**Your task:** Retype the entries below word for word, leaving none out.

**Entries supplied:**

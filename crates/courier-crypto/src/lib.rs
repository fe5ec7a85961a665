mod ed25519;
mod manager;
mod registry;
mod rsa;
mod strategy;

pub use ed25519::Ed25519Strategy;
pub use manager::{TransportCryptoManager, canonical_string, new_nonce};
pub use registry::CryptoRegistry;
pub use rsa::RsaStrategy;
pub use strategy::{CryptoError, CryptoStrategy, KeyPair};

**Response area:**
filename crates/courier-crypto/src/lib.rs
repository fe5ec7a85961a665
mod ed25519;
mod manager;
mod registry;
mod rsa;
mod strategy;

pub use ed25519::Ed25519Strategy;
pub use manager::{TransportCryptoManager, canonical_string, new_nonce};
pub use registry::CryptoRegistry;
pub use rsa::RsaStrategy;
pub use strategy::{CryptoError, CryptoStrategy, KeyPair};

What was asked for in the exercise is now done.